#### What you should do:
What lines of the data hold the string "over"? Copy them all.

#### Dataset records:

//! Independence tests between the variables of a `Ctbn`.
//!
//! `FChi2Test` compares the dynamics of `X` given `U` with its dynamics given `U` and `Y`: an F
//! test on the holding times and, for non-binary `X`, a chi-square test on the destinations of
//! the transitions. `Oracle` answers from a known structure.

use crate::cim::Cim;
use crate::config::TestConfig;
use crate::estimators::{compute_cim_from_stats, Stats};
use crate::factor::Factor;
use crate::model::Ctbn;
use crate::trajectory::Trajectory;
use crate::util::{CtbnError, Result};
use crate::variable::Instantiation;
use super::{Decision, IndepTest};

use log::debug;
use statrs::distribution::{ChiSquared, ContinuousCDF, FisherSnedecor};

use std::collections::BTreeSet;


/// Answers from the arcs of a reference model: `x` depends on `y` iff `y` is a parent of `x`
pub struct Oracle<'a> {
    model: &'a Ctbn
}


impl<'a> Oracle<'a> {

    pub fn new(model: &'a Ctbn) -> Self {
        Oracle { model }
    }

}


impl<'a> IndepTest for Oracle<'a> {

    fn test_indep(&mut self, x: &str, y: &str, _u: &[&str]) -> Result<bool> {
        Ok(! self.model.exists_arc(y, x)?)
    }

}


type StatsKey = (String, String, BTreeSet<String>);


/// The F and chi-square tests over a set of trajectories
pub struct FChi2Test<'a> {

    trajectory: &'a Trajectory,

    /// Holds the variables and their labels
    model: &'a Ctbn,

    config: TestConfig,

    /// The statistics of the last tested triple
    cache: Option<(StatsKey, Stats)>,

    /// Number of chi-square tests run so far
    chi2: usize

}


impl<'a> FChi2Test<'a> {

    /// # Errors
    /// * `CtbnError::InvalidArgument` for a significance level outside ```(0, 1)```
    pub fn new(trajectory: &'a Trajectory, model: &'a Ctbn, config: TestConfig) -> Result<Self> {
        config.validate()?;
        Ok(FChi2Test { trajectory, model, config, cache: None, chi2: 0 })
    }

    pub fn config(&self) -> &TestConfig {
        &self.config
    }

    /// How many times the chi-square test was evaluated
    pub fn chi2_evaluations(&self) -> usize {
        self.chi2
    }

    /// The statistics of `x` given `u`, and given `u` and `y`. Only the last triple is kept.
    pub fn compute_stats(&mut self, x: &str, y: &str, u: &[&str]) -> Result<&Stats> {
        let key: StatsKey = (String::from(x), String::from(y), u.iter().map(|n| n.to_string()).collect());

        let hit = matches!(&self.cache, Some((k, _)) if *k == key);
        if ! hit {
            let stats = Stats::compute_for_tests(self.trajectory, self.model, x, y, u)?;
            self.cache = Some((key, stats));
        }

        match &self.cache {
            Some((_, stats)) => Ok(stats),
            None => Err(CtbnError::UndefinedState(String::from("no statistics were computed")))
        }
    }

}


impl<'a> IndepTest for FChi2Test<'a> {

    fn test_indep(&mut self, x: &str, y: &str, u: &[&str]) -> Result<bool> {
        let alpha = self.config.alpha;
        let binary = self.model.variable(x)?.cardinality() < 3;

        let stats = self.compute_stats(x, y, u)?;
        if null_time_to_transition_hypothesis_f(x, stats, alpha)? == Decision::Reject {
            debug!("{} depends on {} given {:?} (holding times)", x, y, u);
            return Ok(false);
        }

        if binary {
            return Ok(true);
        }

        let decision = null_state_to_state_transition_hypothesis_chi2(x, stats, alpha)?;
        self.chi2 += 1;
        if decision == Decision::Reject {
            debug!("{} depends on {} given {:?} (destinations)", x, y, u);
            return Ok(false);
        }

        Ok(true)
    }

}


/// The tables conditioned on `Y`
fn conditioned(stats: &Stats) -> Result<(&Factor, &Factor)> {
    match (&stats.txy, &stats.mxy) {
        (Some(txy), Some(mxy)) => Ok((txy, mxy)),
        _ => Err(CtbnError::InvalidArgument(String::from("the statistics are not conditioned on a tested variable")))
    }
}


/// The transitions out of the from-state of `row`, summed over the destinations
fn exits(m: &Factor, row: &Instantiation, xi: &str, xj: &str) -> Result<f64> {
    let i = row.get(xi).ok_or_else(|| CtbnError::IncompleteInstantiation(vec![String::from(xi)]))?;
    let card = m.variable(xj).map(|v| v.cardinality()).unwrap_or(0);

    let mut cell = row.clone();
    let mut total = 0.0;
    for j in (0..card).filter(|&j| j != i) {
        cell.set(xj, j);
        total += m.get(&cell)?;
    }
    Ok(total)
}


/// Test whether the time `x` waits before leaving a state changes once `y` is known.
///
/// For every instantiation of ```(U, Y, X#i)```, ```F = Qx / Qxy``` is the ratio of the exit
/// rates estimated without and with `y`. The degrees of freedom are the numbers of exits
/// observed without and with `y`, which need not be integers.
///
/// # Errors
/// * `CtbnError::Numerical` when a row has no exit, as the F distribution is then undefined
pub fn null_time_to_transition_hypothesis_f(x: &str, stats: &Stats, alpha: f64) -> Result<Decision> {
    let (txy, mxy) = conditioned(stats)?;
    let qx = compute_cim_from_stats(x, &stats.mx, &stats.tx)?;
    let qxy = compute_cim_from_stats(x, mxy, txy)?;

    let xi = Cim::var_i(x);
    let xj = Cim::var_j(x);

    for row in txy.instantiations() {
        let i = row.get(&xi).unwrap_or(0);
        let mut diag = row.clone();
        diag.set(&xj, i);

        let f = qx.get(&diag)? / qxy.get(&diag)?;
        let r_x = exits(&stats.mx, &row, &xi, &xj)?;
        let r_xy = exits(mxy, &row, &xi, &xj)?;

        let dist = FisherSnedecor::new(r_x, r_xy)
                       .map_err(|e| CtbnError::Numerical(format!("F({}, {}): {}", r_x, r_xy, e)))?;
        let low = dist.inverse_cdf(alpha / 2.0);
        let high = dist.inverse_cdf(1.0 - alpha / 2.0);

        if f < low || f > high {
            debug!("F = {} outside [{}, {}] at {:?}", f, low, high, row);
            return Ok(Decision::Reject);
        }
    }

    Ok(Decision::FailToReject)
}


/// Test whether the destination of the transitions of `x` changes once `y` is known.
///
/// For every instantiation of ```(U, Y, X#i)```,
/// ```T = Σ_{j≠i} (K Mxy - L Mx)² / (Mxy + Mx)``` with ```K = √(r2/r1)``` and ```L = √(r1/r2)```,
/// where ```r1``` and ```r2``` count the exits of the row with and without `y`.
/// Destinations never reached contribute nothing. The largest `T` is compared to the chi-square
/// quantile with ```|dom X| - 1``` degrees of freedom; undefined statistics never reject.
pub fn null_state_to_state_transition_hypothesis_chi2(x: &str, stats: &Stats, alpha: f64) -> Result<Decision> {
    let (txy, mxy) = conditioned(stats)?;

    let xi = Cim::var_i(x);
    let xj = Cim::var_j(x);
    let card = mxy.variable(&xj)
                  .map(|v| v.cardinality())
                  .ok_or_else(|| CtbnError::InvalidArgument(format!("the statistics are not those of {}", x)))?;

    let mut highest = f64::NEG_INFINITY;
    for row in txy.instantiations() {
        let i = row.get(&xi).unwrap_or(0);
        let r1 = exits(mxy, &row, &xi, &xj)?;
        let r2 = exits(&stats.mx, &row, &xi, &xj)?;
        let k = (r2 / r1).sqrt();
        let l = (r1 / r2).sqrt();

        let mut cell = row.clone();
        let mut t = 0.0;
        for j in (0..card).filter(|&j| j != i) {
            cell.set(&xj, j);
            let (m, m_y) = (stats.mx.get(&cell)?, mxy.get(&cell)?);
            if m + m_y > 0.0 {
                t += (k * m_y - l * m).powi(2) / (m + m_y);
            }
        }

        highest = highest.max(t);
    }

    let dist = ChiSquared::new((card - 1) as f64)
                   .map_err(|e| CtbnError::Numerical(format!("chi2({}): {}", card - 1, e)))?;
    let critical = dist.inverse_cdf(1.0 - alpha);

    if highest > critical {
        debug!("chi2 = {} above {}", highest, critical);
        Ok(Decision::Reject)
    } else {
        Ok(Decision::FailToReject)
    }
}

#### Written answer:
/// The F and chi-square tests over a set of trajectories
/// The transitions out of the from-state of `row`, summed over the destinations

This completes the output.